● WORK ORDER: Every record that follows should appear again in your answer, exactly the same.

Stored data:
····················

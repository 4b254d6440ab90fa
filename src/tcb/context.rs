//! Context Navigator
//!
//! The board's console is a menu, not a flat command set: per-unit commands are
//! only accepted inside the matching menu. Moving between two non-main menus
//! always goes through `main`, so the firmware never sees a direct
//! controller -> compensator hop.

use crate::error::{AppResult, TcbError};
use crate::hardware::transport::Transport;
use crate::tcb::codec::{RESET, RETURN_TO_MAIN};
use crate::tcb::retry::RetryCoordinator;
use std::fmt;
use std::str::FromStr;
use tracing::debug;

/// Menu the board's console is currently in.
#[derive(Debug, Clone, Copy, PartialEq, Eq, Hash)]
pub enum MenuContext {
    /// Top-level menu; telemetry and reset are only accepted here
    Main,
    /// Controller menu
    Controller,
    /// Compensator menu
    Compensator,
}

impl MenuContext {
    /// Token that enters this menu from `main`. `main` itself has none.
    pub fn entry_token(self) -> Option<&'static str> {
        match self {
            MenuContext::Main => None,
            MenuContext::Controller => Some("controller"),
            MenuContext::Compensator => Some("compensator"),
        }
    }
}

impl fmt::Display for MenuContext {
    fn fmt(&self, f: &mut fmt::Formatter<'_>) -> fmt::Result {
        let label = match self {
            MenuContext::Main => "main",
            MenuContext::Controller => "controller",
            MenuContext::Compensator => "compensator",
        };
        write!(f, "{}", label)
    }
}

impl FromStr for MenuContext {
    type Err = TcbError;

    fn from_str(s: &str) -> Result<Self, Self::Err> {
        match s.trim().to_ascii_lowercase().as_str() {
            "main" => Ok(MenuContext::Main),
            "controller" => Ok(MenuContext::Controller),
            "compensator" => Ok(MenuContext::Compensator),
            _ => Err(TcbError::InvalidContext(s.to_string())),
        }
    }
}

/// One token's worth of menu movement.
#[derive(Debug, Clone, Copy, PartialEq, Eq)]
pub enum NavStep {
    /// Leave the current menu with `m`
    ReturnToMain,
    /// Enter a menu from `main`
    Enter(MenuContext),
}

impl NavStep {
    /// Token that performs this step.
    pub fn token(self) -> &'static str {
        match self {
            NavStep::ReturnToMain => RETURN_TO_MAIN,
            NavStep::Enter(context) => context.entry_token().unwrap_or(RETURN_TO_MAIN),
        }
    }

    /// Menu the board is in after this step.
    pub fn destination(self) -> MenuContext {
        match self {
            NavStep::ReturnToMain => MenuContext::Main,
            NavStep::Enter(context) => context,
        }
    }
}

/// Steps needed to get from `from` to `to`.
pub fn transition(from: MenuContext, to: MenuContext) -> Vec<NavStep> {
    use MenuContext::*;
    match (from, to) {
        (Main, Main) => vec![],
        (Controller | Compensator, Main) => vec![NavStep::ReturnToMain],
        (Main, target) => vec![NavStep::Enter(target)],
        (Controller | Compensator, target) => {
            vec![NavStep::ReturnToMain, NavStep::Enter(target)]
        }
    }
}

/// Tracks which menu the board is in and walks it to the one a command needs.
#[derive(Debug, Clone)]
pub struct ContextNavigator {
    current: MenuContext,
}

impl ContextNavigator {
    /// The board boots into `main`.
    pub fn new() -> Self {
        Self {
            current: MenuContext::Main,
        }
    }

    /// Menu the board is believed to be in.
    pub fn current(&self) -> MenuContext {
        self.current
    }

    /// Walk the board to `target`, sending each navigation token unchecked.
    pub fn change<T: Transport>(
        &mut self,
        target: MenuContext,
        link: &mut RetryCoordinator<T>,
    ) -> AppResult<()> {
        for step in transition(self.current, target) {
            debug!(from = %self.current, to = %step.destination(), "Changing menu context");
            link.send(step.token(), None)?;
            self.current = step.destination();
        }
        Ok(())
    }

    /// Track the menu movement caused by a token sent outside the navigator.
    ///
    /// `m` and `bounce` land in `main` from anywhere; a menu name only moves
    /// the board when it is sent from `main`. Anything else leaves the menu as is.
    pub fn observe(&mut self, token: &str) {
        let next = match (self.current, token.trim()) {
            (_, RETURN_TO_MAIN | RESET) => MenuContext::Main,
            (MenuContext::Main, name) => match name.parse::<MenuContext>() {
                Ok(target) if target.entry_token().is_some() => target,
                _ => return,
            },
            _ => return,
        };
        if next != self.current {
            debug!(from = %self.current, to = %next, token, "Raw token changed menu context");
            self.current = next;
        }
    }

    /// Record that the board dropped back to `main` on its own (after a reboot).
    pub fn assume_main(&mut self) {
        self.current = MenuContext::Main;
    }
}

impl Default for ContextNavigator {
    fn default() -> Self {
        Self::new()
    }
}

····················

● WORKED SOLUTION:
repository 4b254d6440ab90fa
filename src/tcb/context.rs
//! Context Navigator
//!
//! The board's console is a menu, not a flat command set: per-unit commands are
//! only accepted inside the matching menu. Moving between two non-main menus
//! always goes through `main`, so the firmware never sees a direct
//! controller -> compensator hop.

use crate::error::{AppResult, TcbError};
use crate::hardware::transport::Transport;
use crate::tcb::codec::{RESET, RETURN_TO_MAIN};
use crate::tcb::retry::RetryCoordinator;
use std::fmt;
use std::str::FromStr;
use tracing::debug;

/// Menu the board's console is currently in.
#[derive(Debug, Clone, Copy, PartialEq, Eq, Hash)]
pub enum MenuContext {
    /// Top-level menu; telemetry and reset are only accepted here
    Main,
    /// Controller menu
    Controller,
    /// Compensator menu
    Compensator,
}

impl MenuContext {
    /// Token that enters this menu from `main`. `main` itself has none.
    pub fn entry_token(self) -> Option<&'static str> {
        match self {
            MenuContext::Main => None,
            MenuContext::Controller => Some("controller"),
            MenuContext::Compensator => Some("compensator"),
        }
    }
}

impl fmt::Display for MenuContext {
    fn fmt(&self, f: &mut fmt::Formatter<'_>) -> fmt::Result {
        let label = match self {
            MenuContext::Main => "main",
            MenuContext::Controller => "controller",
            MenuContext::Compensator => "compensator",
        };
        write!(f, "{}", label)
    }
}

impl FromStr for MenuContext {
    type Err = TcbError;

    fn from_str(s: &str) -> Result<Self, Self::Err> {
        match s.trim().to_ascii_lowercase().as_str() {
            "main" => Ok(MenuContext::Main),
            "controller" => Ok(MenuContext::Controller),
            "compensator" => Ok(MenuContext::Compensator),
            _ => Err(TcbError::InvalidContext(s.to_string())),
        }
    }
}

/// One token's worth of menu movement.
#[derive(Debug, Clone, Copy, PartialEq, Eq)]
pub enum NavStep {
    /// Leave the current menu with `m`
    ReturnToMain,
    /// Enter a menu from `main`
    Enter(MenuContext),
}

impl NavStep {
    /// Token that performs this step.
    pub fn token(self) -> &'static str {
        match self {
            NavStep::ReturnToMain => RETURN_TO_MAIN,
            NavStep::Enter(context) => context.entry_token().unwrap_or(RETURN_TO_MAIN),
        }
    }

    /// Menu the board is in after this step.
    pub fn destination(self) -> MenuContext {
        match self {
            NavStep::ReturnToMain => MenuContext::Main,
            NavStep::Enter(context) => context,
        }
    }
}

/// Steps needed to get from `from` to `to`.
pub fn transition(from: MenuContext, to: MenuContext) -> Vec<NavStep> {
    use MenuContext::*;
    match (from, to) {
        (Main, Main) => vec![],
        (Controller | Compensator, Main) => vec![NavStep::ReturnToMain],
        (Main, target) => vec![NavStep::Enter(target)],
        (Controller | Compensator, target) => {
            vec![NavStep::ReturnToMain, NavStep::Enter(target)]
        }
    }
}

/// Tracks which menu the board is in and walks it to the one a command needs.
#[derive(Debug, Clone)]
pub struct ContextNavigator {
    current: MenuContext,
}

impl ContextNavigator {
    /// The board boots into `main`.
    pub fn new() -> Self {
        Self {
            current: MenuContext::Main,
        }
    }

    /// Menu the board is believed to be in.
    pub fn current(&self) -> MenuContext {
        self.current
    }

    /// Walk the board to `target`, sending each navigation token unchecked.
    pub fn change<T: Transport>(
        &mut self,
        target: MenuContext,
        link: &mut RetryCoordinator<T>,
    ) -> AppResult<()> {
        for step in transition(self.current, target) {
            debug!(from = %self.current, to = %step.destination(), "Changing menu context");
            link.send(step.token(), None)?;
            self.current = step.destination();
        }
        Ok(())
    }

    /// Track the menu movement caused by a token sent outside the navigator.
    ///
    /// `m` and `bounce` land in `main` from anywhere; a menu name only moves
    /// the board when it is sent from `main`. Anything else leaves the menu as is.
    pub fn observe(&mut self, token: &str) {
        let next = match (self.current, token.trim()) {
            (_, RETURN_TO_MAIN | RESET) => MenuContext::Main,
            (MenuContext::Main, name) => match name.parse::<MenuContext>() {
                Ok(target) if target.entry_token().is_some() => target,
                _ => return,
            },
            _ => return,
        };
        if next != self.current {
            debug!(from = %self.current, to = %next, token, "Raw token changed menu context");
            self.current = next;
        }
    }

    /// Record that the board dropped back to `main` on its own (after a reboot).
    pub fn assume_main(&mut self) {
        self.current = MenuContext::Main;
    }
}

impl Default for ContextNavigator {
    fn default() -> Self {
        Self::new()
    }
}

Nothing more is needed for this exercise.